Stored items

+---+

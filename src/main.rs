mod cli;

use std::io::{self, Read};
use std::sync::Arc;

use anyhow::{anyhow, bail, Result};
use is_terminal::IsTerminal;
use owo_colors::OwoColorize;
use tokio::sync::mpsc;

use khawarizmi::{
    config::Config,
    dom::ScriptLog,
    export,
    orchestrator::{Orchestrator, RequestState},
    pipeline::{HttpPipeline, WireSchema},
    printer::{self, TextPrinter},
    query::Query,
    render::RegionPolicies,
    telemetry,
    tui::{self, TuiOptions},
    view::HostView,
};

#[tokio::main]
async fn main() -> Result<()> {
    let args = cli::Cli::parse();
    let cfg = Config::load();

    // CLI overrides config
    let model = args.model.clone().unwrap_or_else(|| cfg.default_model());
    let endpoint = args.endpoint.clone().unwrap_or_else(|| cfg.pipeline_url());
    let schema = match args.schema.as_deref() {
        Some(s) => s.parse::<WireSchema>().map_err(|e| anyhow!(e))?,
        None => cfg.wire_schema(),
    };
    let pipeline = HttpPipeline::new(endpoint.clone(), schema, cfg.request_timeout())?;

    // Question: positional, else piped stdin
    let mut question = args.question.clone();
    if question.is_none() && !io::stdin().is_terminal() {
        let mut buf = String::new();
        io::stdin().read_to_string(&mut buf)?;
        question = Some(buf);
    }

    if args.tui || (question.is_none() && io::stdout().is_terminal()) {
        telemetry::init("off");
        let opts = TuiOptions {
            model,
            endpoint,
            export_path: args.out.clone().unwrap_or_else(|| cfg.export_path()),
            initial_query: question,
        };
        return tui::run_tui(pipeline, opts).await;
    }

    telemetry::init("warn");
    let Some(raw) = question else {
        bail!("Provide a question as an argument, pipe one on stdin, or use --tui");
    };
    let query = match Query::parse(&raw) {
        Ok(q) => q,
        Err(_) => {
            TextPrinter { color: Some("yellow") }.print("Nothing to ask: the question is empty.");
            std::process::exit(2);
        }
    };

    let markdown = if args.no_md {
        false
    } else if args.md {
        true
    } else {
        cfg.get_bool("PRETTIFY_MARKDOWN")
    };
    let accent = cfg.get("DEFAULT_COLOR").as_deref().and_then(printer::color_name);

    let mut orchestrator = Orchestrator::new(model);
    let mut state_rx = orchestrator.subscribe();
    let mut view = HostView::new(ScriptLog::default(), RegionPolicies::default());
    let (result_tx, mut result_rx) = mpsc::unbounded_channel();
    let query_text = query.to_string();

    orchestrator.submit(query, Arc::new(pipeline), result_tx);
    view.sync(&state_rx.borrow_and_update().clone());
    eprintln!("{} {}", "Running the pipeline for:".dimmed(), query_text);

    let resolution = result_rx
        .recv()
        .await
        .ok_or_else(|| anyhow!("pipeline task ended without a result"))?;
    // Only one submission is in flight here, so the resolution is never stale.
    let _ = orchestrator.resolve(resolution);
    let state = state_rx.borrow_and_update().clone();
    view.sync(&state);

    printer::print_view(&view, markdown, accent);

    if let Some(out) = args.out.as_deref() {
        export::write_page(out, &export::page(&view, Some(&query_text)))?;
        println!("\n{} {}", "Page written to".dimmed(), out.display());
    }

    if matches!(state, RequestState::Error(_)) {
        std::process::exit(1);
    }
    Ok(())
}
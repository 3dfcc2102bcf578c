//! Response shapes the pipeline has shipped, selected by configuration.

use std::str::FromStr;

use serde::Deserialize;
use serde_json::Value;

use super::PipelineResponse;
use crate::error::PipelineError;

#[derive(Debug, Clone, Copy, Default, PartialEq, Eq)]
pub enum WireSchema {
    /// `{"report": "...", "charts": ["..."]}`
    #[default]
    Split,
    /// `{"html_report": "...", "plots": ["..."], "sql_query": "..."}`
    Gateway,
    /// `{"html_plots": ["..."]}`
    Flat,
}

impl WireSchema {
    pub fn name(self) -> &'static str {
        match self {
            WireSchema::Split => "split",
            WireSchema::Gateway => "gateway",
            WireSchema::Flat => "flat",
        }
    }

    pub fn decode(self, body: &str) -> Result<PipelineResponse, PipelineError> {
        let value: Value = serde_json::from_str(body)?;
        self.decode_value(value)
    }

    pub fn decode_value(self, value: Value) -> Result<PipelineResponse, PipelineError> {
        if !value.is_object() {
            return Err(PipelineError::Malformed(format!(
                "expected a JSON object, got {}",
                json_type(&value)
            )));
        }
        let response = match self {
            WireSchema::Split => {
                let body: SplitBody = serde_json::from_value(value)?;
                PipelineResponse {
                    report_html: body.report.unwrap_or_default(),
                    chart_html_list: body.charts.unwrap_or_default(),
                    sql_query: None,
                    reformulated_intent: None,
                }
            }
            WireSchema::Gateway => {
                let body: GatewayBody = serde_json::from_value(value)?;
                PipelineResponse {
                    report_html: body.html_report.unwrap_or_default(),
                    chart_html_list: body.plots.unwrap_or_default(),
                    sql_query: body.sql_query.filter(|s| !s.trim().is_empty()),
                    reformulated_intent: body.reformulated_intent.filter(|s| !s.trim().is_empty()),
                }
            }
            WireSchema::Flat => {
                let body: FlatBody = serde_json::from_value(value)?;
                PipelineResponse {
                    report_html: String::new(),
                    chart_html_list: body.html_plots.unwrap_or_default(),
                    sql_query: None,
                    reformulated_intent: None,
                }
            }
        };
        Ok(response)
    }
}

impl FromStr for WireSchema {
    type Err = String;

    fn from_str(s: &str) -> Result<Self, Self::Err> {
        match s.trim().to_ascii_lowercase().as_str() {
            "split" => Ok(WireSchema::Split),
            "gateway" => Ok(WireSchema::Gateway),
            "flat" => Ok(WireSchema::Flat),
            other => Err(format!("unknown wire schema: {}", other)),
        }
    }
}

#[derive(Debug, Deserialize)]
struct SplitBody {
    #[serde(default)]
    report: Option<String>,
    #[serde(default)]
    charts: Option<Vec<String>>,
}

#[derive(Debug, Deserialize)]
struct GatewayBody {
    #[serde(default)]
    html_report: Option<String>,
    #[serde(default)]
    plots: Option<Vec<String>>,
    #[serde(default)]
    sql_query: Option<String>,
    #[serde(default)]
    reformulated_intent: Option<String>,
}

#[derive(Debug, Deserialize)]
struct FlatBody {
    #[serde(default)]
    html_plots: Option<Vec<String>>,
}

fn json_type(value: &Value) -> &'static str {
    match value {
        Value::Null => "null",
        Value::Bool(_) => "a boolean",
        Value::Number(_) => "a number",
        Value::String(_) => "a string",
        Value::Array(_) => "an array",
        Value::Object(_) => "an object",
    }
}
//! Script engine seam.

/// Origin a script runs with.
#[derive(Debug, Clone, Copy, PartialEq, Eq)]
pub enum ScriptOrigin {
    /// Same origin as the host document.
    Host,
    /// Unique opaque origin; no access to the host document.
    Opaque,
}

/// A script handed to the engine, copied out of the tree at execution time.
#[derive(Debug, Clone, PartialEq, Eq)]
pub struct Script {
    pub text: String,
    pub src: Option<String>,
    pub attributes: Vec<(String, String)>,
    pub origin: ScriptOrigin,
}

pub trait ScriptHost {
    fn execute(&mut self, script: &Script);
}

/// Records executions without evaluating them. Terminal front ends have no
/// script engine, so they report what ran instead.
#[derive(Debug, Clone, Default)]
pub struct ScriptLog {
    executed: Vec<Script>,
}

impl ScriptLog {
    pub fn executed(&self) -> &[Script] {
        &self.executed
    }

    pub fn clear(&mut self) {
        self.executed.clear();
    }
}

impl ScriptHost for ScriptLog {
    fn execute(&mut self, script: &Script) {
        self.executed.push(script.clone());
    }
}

+---+

Look through the records above for the string "trim", then copy every line that has it.

                    sql_query: body.sql_query.filter(|s| !s.trim().is_empty()),
                    reformulated_intent: body.reformulated_intent.filter(|s| !s.trim().is_empty()),
        match s.trim().to_ascii_lowercase().as_str() {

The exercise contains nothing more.